WageSpot's founders called it a "Zillow for salary data," and that's not a bad description. That's because WageSpot's main view is a map full of dots, each of which is an individual who entered their salary and job information. You're encouraged to do the same when you sign up, because without a community of users sharing data, the service will be essentially useless. You can be as public or as private as you want -- by default, you need to share your job title, salary and location, but you can also add a photo, name, age, gender and so forth. For the most part, though, you can participate in WageSpot while keeping truly personal information private.
Beyond the map view, you can slice and dice this information in a variety of ways, so the more info that people fill out in their profile, the more useful WageSpot can be. For example, you can search for everyone in your particular industry and sort it by age or gender, or by other measures like job satisfaction or years of experience. WageSpot definitely keeps the focus on location, though. There isn't a traditional "search" view, but instead that wide set of filters that you can use to show only the most relevant results to you on the map.

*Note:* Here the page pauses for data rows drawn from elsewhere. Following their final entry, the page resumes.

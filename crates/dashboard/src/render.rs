//! Diagram renderer that writes each flowchart source to disk.
//!
//! Files land at `<output_dir>/<job_id>/<function>.mmd`, ready for any
//! Mermaid tool. The source is written verbatim.

use std::path::PathBuf;

use async_trait::async_trait;
use codeflow_core::{DiagramRenderer, RenderError, RenderRequest, RenderedDiagram};

pub struct FileRenderer {
    output_dir: PathBuf,
}

impl FileRenderer {
    pub fn new(output_dir: impl Into<PathBuf>) -> Self {
        Self {
            output_dir: output_dir.into(),
        }
    }
}

#[async_trait]
impl DiagramRenderer for FileRenderer {
    async fn render(&self, request: RenderRequest<'_>) -> Result<RenderedDiagram, RenderError> {
        let dir = self.output_dir.join(file_stem(request.job_id));
        tokio::fs::create_dir_all(&dir)
            .await
            .map_err(|e| RenderError(format!("cannot create {}: {e}", dir.display())))?;

        let path = dir.join(format!("{}.mmd", file_stem(request.function_name)));
        tokio::fs::write(&path, request.diagram_source)
            .await
            .map_err(|e| RenderError(format!("cannot write {}: {e}", path.display())))?;

        tracing::debug!(job_id = request.job_id, path = %path.display(), "Diagram written");
        Ok(RenderedDiagram {
            artifact: path.display().to_string(),
        })
    }
}

/// Make `name` safe as a single path component.
fn file_stem(name: &str) -> String {
    let stem: String = name
        .chars()
        .map(|c| {
            if c.is_ascii_alphanumeric() || matches!(c, '-' | '_' | '.') {
                c
            } else {
                '_'
            }
        })
        .collect();
    match stem.trim_matches('.') {
        "" => "_".to_string(),
        trimmed => trimmed.to_string(),
    }
}
//! `codeflow-dashboard` -- terminal view of code-analysis jobs.
//!
//! Keeps a live job table in sync with the analysis backend over its
//! REST and WebSocket endpoints, prints every change, and writes the
//! flowchart sources of finished jobs to disk, including jobs that had
//! already finished before it started. Optionally submits a source file
//! as a new job first.
//!
//! Configuration comes from the environment (see
//! [`DashboardConfig::from_env`]); `LOG_FORMAT=json` switches log output
//! to JSON.

use std::sync::Arc;

use anyhow::Context;
use codeflow_core::{render_job, JobChange};
use codeflow_dashboard::config::DashboardConfig;
use codeflow_dashboard::render::FileRenderer;
use codeflow_dashboard::results;
use codeflow_dashboard::view;
use codeflow_sync::{DashboardSession, JobsApi, PushClient};
use tokio::sync::broadcast::error::RecvError;
use tracing_subscriber::{layer::SubscriberExt, util::SubscriberInitExt};

const DEFAULT_LOG_FILTER: &str = "codeflow_dashboard=info,codeflow_sync=info";

#[tokio::main]
async fn main() -> anyhow::Result<()> {
    dotenvy::dotenv().ok();
    init_tracing();

    let config = DashboardConfig::from_env().context("invalid configuration")?;
    let api = Arc::new(
        JobsApi::new(config.api_url.as_str(), config.request_timeout)
            .context("failed to build HTTP client")?,
    );
    tracing::info!(
        api_url = api.api_url(),
        ws_url = %config.ws_url,
        diagram_dir = %config.diagram_dir.display(),
        "Starting codeflow-dashboard",
    );
    let push = Arc::new(PushClient::new(config.ws_url.as_str()));
    let session = DashboardSession::start(api.clone(), push, config.sync.clone());
    let mut changes = session.subscribe().await;
    let mut notices = session.notices();

    if let Some(path) = &config.submit_source {
        let code = tokio::fs::read_to_string(path)
            .await
            .with_context(|| format!("cannot read {}", path.display()))?;
        match api.submit_job(&code).await {
            Ok(submitted) => {
                tracing::info!(job_id = %submitted.job_id, file = %path.display(), "Job submitted");
                session.track(submitted).await;
            }
            Err(e) => tracing::error!(error = %e, file = %path.display(), "Job submission failed"),
        }
    }

    let renderer = FileRenderer::new(&config.diagram_dir);
    let shutdown = tokio::signal::ctrl_c();
    tokio::pin!(shutdown);

    loop {
        tokio::select! {
            _ = &mut shutdown => {
                tracing::info!("Interrupt received");
                break;
            }
            change = changes.recv() => match change {
                Ok(change) => on_change(&session, &change, &renderer).await,
                Err(RecvError::Lagged(skipped)) => {
                    tracing::warn!(skipped, "Job changes lagged, reprinting table");
                    let jobs = session.jobs().await;
                    println!("{}", view::job_table(&jobs));
                    for job in jobs.iter().filter(|j| j.is_terminal() && !j.detail_loaded) {
                        session.load_detail(job.id.clone()).await;
                    }
                }
                Err(RecvError::Closed) => break,
            },
            notice = notices.recv() => {
                if let Ok(notice) = notice {
                    println!("{}", view::notice_line(&notice));
                }
            }
        }
    }

    session.shutdown().await;
    Ok(())
}

async fn on_change(session: &DashboardSession, change: &JobChange, renderer: &FileRenderer) {
    let job = &change.current;
    println!("{}", view::job_line(job));

    if results::needs_results(change) {
        tracing::debug!(job_id = %job.id, "Loading results of finished job");
        session.load_detail(job.id.clone()).await;
    }
    if results::results_arrived(change) {
        for rendered in render_job(job, renderer).await {
            println!("  {}", view::render_line(&job.id, &rendered));
        }
    }
}

fn init_tracing() {
    let filter = tracing_subscriber::EnvFilter::try_from_default_env()
        .unwrap_or_else(|_| DEFAULT_LOG_FILTER.into());
    let json = std::env::var("LOG_FORMAT").is_ok_and(|v| v.eq_ignore_ascii_case("json"));

    let registry = tracing_subscriber::registry().with(filter);
    if json {
        registry.with(tracing_subscriber::fmt::layer().json()).init();
    } else {
        registry.with(tracing_subscriber::fmt::layer()).init();
    }
}
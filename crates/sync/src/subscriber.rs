//! Push subscriber: one live connection, parsed updates, reconnects.
//!
//! [`run`] drives the connection state machine
//! `disconnected -> connecting -> connected -> disconnected -> ...`
//! until its [`CancellationToken`] fires. Every transition and every
//! valid `job_update` is reported to the reconciler as a
//! [`SubscriberEvent`], in arrival order, over one channel.
//!
//! A (re)connection does not request a resync by itself; the reconciler
//! does that when it sees [`ConnectionState::Connected`].

use std::sync::Arc;

use codeflow_core::UpdateEvent;
use futures::StreamExt;
use serde::Serialize;
use tokio::sync::mpsc;
use tokio_tungstenite::tungstenite::Message;
use tokio_util::sync::CancellationToken;

use crate::client::{FrameStream, StreamConnector};
use crate::error::StreamError;
use crate::messages::{parse_message, PushMessage};
use crate::reconnect::{Backoff, ReconnectConfig};

/// Push connection state.
#[derive(Debug, Clone, Copy, PartialEq, Eq, Serialize)]
#[serde(rename_all = "snake_case")]
pub enum ConnectionState {
    Disconnected,
    Connecting,
    Connected,
}

/// What the subscriber reports to the reconciler.
#[derive(Debug, Clone)]
pub enum SubscriberEvent {
    State(ConnectionState),
    Update(UpdateEvent),
}

/// Why a frame-processing session ended without a stream error.
enum SessionEnd {
    Cancelled,
    ReceiverGone,
}

/// Run the subscriber until `cancel` fires or `events` is closed.
pub async fn run(
    connector: Arc<dyn StreamConnector>,
    config: ReconnectConfig,
    events: mpsc::Sender<SubscriberEvent>,
    cancel: CancellationToken,
) {
    let mut backoff = Backoff::new(config);

    loop {
        let attempt = backoff.failures() + 1;
        if !emit(&events, SubscriberEvent::State(ConnectionState::Connecting)).await {
            return;
        }
        tracing::info!(endpoint = connector.endpoint(), attempt, "Connecting to push channel");

        let connected = tokio::select! {
            _ = cancel.cancelled() => break,
            result = connector.connect() => result,
        };

        match connected {
            Ok(stream) => {
                tracing::info!(endpoint = connector.endpoint(), attempt, "Push channel connected");
                backoff.reset();
                if !emit(&events, SubscriberEvent::State(ConnectionState::Connected)).await {
                    return;
                }

                let ended = process_frames(stream, &events, &cancel).await;
                if !emit(&events, SubscriberEvent::State(ConnectionState::Disconnected)).await {
                    return;
                }
                match ended {
                    Ok(SessionEnd::Cancelled) | Ok(SessionEnd::ReceiverGone) => return,
                    Err(e) => {
                        tracing::warn!(error = %e, "Push channel lost, reconnecting");
                    }
                }
            }
            Err(e) => {
                tracing::warn!(attempt, error = %e, "Push connection attempt failed");
                if !emit(&events, SubscriberEvent::State(ConnectionState::Disconnected)).await {
                    return;
                }
            }
        }

        let wait = backoff.next_wait();
        tracing::debug!(delay_ms = wait.as_millis() as u64, "Waiting before reconnect");
        tokio::select! {
            _ = cancel.cancelled() => break,
            _ = tokio::time::sleep(wait) => {}
        }
    }

    tracing::info!("Push subscriber cancelled");
    let _ = events
        .send(SubscriberEvent::State(ConnectionState::Disconnected))
        .await;
}

/// Read frames until the stream ends, errors, or is cancelled.
async fn process_frames(
    mut stream: FrameStream,
    events: &mpsc::Sender<SubscriberEvent>,
    cancel: &CancellationToken,
) -> Result<SessionEnd, StreamError> {
    loop {
        let frame = tokio::select! {
            _ = cancel.cancelled() => return Ok(SessionEnd::Cancelled),
            frame = stream.next() => frame,
        };

        match frame {
            Some(Ok(Message::Text(text))) => {
                if let Some(event) = handle_text(&text) {
                    if !emit(events, SubscriberEvent::Update(event)).await {
                        return Ok(SessionEnd::ReceiverGone);
                    }
                }
            }
            Some(Ok(Message::Binary(_))) => {
                tracing::trace!("Ignoring binary push frame");
            }
            Some(Ok(Message::Ping(_) | Message::Pong(_))) => {
                // Handled automatically by tungstenite.
            }
            Some(Ok(Message::Close(frame))) => {
                let reason = frame
                    .map(|f| format!("{} {}", f.code, f.reason))
                    .unwrap_or_else(|| "no close frame".to_string());
                return Err(StreamError::Closed(reason));
            }
            Some(Ok(Message::Frame(_))) => {}
            Some(Err(e)) => return Err(StreamError::Receive(e)),
            None => return Err(StreamError::Closed("stream exhausted".to_string())),
        }
    }
}

/// Parse one text frame. Malformed frames are logged and dropped.
fn handle_text(text: &str) -> Option<UpdateEvent> {
    match parse_message(text) {
        Ok(PushMessage::JobUpdate(event)) => {
            tracing::debug!(
                job_id = %event.job_id,
                status = %event.status,
                processed = event.processed_functions,
                total = event.total_functions,
                "Push update received",
            );
            Some(event)
        }
        Ok(PushMessage::Unknown) => {
            tracing::debug!(raw_message = %text, "Ignoring push message of unknown type");
            None
        }
        Err(e) => {
            tracing::warn!(error = %e, raw_message = %text, "Dropping malformed push frame");
            None
        }
    }
}

/// Send to the reconciler; `false` once it has gone away.
async fn emit(events: &mpsc::Sender<SubscriberEvent>, event: SubscriberEvent) -> bool {
    events.send(event).await.is_ok()
}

There's also a pretty detailed stats view in the app that lets you compare your pay against others across different industries at the country, state, city or specific zip code level. RIght now, since the app has only just launched, there isn't much data to be found -- WageSpot has been populated with publicly available information for things like government jobs or CEO salaries, and the company also added some less relevant info like salaries of professional athletes as a fun way to populate the maps. It doesn't really add much useful info for the average person, but it's kind of fun to browse around and see absurd $30 million salaries for starting pitchers in LA.

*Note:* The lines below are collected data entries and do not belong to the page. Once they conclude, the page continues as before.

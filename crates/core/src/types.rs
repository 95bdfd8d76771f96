/// Job identifiers are opaque strings assigned by the backend at creation.
pub type JobId = String;

/// All timestamps are UTC.
pub type Timestamp = chrono::DateTime<chrono::Utc>;
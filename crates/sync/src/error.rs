//! Error taxonomy of the synchronization layer.
//!
//! None of these are fatal: transport failures surface as recoverable
//! notices, stream failures feed the reconnect loop, and parse failures
//! are logged and dropped.

use codeflow_core::PatchError;
use tokio_tungstenite::tungstenite;

/// A snapshot fetch failed.
#[derive(Debug, thiserror::Error)]
pub enum TransportError {
    /// The HTTP request itself failed (network, DNS, TLS, timeout).
    #[error("HTTP request failed: {0}")]
    Request(#[from] reqwest::Error),

    /// The jobs API returned a non-2xx status code.
    #[error("Jobs API error ({status}): {body}")]
    Status {
        status: u16,
        /// Raw response body for debugging.
        body: String,
    },
}

impl TransportError {
    /// HTTP-equivalent status of the failure, when there was a response.
    pub fn status(&self) -> Option<u16> {
        match self {
            TransportError::Request(e) => e.status().map(|s| s.as_u16()),
            TransportError::Status { status, .. } => Some(*status),
        }
    }

    pub fn is_not_found(&self) -> bool {
        self.status() == Some(404)
    }
}

/// The push connection could not be established or was lost.
#[derive(Debug, thiserror::Error)]
pub enum StreamError {
    #[error("Connection error: {0}")]
    Connect(String),

    #[error("WebSocket receive error: {0}")]
    Receive(#[from] tungstenite::Error),

    #[error("Push stream closed: {0}")]
    Closed(String),
}

/// An inbound push frame is not a valid update.
#[derive(Debug, thiserror::Error)]
pub enum ParseError {
    #[error("Malformed push frame: {0}")]
    Json(#[from] serde_json::Error),

    #[error("Invalid job update: {0}")]
    Invalid(#[from] PatchError),
}
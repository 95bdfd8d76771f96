//! Tunables for a dashboard session.

use std::time::Duration;

use crate::reconnect::ReconnectConfig;

/// Default interval between fallback polls of one job.
pub const DEFAULT_POLL_INTERVAL: Duration = Duration::from_secs(2);

/// Default outage after which push-confirmed jobs go back to polling.
pub const DEFAULT_RESUME_AFTER: Duration = Duration::from_secs(30);

/// Whether polling restarts for push-confirmed jobs while the push
/// channel stays down.
#[derive(Debug, Clone, Copy, PartialEq, Eq)]
pub enum ResumePolicy {
    /// Push-confirmed jobs never poll again; they wait for the next
    /// reconnect resync.
    Never,
    /// Resume polling once the push channel has been disconnected this long.
    After(Duration),
}

#[derive(Debug, Clone)]
pub struct SyncConfig {
    pub poll_interval: Duration,
    pub reconnect: ReconnectConfig,
    pub resume_policy: ResumePolicy,
}

impl Default for SyncConfig {
    fn default() -> Self {
        Self {
            poll_interval: DEFAULT_POLL_INTERVAL,
            reconnect: ReconnectConfig::default(),
            resume_policy: ResumePolicy::After(DEFAULT_RESUME_AFTER),
        }
    }
}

The catch for WageSpot is going to be populating its service with relevant data from users, something that gives Glassdoor and other competitive services a huge leg up. But after playing around with both the WageSpot and Glassdoor apps, it does seem that WageSpot is doing some things right here -- its app is much, much simpler to use, and there's something fun about browsing hyper-local data around you. In the same way it's kind of fun to look at houses you could never afford near you on Zillow, it's interesting to see what others near you are making. And the barrier to entry is low -- while it does feel a bit weird sharing your salary publicly, anonymity should make it relatively painless.
Whether or not the combo of data that could help your job hunt and simple curiosity to see what others near you are making will be enough to draw people in remains to be seen. If you want to check it out yourself, WageSpot is out now for iOS and Android. The company is also launching a Kickstarter with a $10,000 goal to fund its access to the all-important Google Maps API, but the app will remain free for the foreseeable future.